Start of Given entries
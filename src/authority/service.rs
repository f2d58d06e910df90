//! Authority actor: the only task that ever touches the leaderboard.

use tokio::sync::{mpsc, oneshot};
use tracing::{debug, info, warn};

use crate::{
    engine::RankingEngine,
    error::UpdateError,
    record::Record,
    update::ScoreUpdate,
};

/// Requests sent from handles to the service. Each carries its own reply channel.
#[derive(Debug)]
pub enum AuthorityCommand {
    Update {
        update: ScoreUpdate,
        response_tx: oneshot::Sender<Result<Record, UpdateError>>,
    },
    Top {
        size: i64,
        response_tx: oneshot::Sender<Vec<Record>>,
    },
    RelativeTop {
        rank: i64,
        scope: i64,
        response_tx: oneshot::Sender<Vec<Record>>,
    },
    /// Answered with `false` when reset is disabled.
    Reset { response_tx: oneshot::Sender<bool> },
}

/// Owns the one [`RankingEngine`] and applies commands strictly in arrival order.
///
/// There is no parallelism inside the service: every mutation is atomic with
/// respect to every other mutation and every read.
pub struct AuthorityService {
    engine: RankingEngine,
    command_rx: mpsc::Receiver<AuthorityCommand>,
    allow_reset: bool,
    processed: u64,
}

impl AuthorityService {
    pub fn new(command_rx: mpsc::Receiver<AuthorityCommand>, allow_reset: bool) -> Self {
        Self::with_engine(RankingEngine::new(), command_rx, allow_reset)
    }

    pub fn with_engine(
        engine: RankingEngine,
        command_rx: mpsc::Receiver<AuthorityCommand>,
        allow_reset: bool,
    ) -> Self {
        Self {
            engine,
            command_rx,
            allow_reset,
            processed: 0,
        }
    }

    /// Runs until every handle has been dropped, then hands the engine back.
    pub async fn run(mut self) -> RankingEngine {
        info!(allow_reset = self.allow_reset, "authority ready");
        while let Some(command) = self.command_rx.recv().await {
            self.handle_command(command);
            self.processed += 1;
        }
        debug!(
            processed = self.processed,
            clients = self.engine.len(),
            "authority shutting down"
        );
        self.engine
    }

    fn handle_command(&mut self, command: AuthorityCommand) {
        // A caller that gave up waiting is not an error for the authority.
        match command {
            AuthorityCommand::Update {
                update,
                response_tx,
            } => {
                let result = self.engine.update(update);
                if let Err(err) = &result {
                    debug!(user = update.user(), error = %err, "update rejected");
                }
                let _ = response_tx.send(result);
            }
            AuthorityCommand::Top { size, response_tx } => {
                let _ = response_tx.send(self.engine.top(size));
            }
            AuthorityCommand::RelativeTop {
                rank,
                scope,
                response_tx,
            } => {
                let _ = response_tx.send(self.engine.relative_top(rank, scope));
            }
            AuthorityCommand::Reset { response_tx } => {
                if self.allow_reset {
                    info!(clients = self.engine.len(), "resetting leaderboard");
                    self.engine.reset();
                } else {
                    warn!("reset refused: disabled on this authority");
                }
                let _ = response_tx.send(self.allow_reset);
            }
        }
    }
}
End of Given entries
Start of Given entries
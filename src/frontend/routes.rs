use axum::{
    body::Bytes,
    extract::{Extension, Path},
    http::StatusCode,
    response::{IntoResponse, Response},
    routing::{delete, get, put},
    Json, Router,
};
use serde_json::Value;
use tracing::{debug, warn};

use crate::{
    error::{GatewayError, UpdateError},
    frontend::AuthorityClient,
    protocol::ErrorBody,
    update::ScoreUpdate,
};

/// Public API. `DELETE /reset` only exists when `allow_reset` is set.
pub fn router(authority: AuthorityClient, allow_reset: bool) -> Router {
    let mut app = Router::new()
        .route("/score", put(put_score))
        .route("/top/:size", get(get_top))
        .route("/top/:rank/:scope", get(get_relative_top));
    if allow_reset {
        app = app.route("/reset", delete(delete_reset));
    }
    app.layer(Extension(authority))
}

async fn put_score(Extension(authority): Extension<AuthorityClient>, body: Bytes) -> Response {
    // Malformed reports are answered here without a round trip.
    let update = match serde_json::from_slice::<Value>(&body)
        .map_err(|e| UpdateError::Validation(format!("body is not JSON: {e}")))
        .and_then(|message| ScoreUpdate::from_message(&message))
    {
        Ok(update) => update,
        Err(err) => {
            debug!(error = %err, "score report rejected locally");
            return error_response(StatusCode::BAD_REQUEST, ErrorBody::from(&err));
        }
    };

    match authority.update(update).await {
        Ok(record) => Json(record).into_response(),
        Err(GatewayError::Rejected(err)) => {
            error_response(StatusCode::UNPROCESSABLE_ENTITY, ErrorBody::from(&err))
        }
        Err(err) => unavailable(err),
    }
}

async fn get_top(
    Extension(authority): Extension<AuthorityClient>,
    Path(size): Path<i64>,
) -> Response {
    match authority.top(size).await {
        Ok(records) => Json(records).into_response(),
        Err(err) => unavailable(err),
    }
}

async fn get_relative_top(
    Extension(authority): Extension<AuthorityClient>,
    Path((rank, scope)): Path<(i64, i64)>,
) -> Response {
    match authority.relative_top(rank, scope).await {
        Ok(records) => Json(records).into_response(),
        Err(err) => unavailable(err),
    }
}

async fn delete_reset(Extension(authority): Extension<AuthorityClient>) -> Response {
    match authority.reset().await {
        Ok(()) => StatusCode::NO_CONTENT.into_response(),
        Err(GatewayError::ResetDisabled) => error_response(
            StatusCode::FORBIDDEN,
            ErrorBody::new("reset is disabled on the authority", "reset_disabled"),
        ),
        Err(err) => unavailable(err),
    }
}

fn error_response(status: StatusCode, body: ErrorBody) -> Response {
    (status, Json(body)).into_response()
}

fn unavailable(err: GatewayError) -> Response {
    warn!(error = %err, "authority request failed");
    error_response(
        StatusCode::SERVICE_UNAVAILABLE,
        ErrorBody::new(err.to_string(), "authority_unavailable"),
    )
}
End of Given entries
*What you are asked to do*.
From the records, copy out each line that includes the string "Bytes".

*Answer space*.
    body::Bytes,
async fn put_score(Extension(authority): Extension<AuthorityClient>, body: Bytes) -> Response {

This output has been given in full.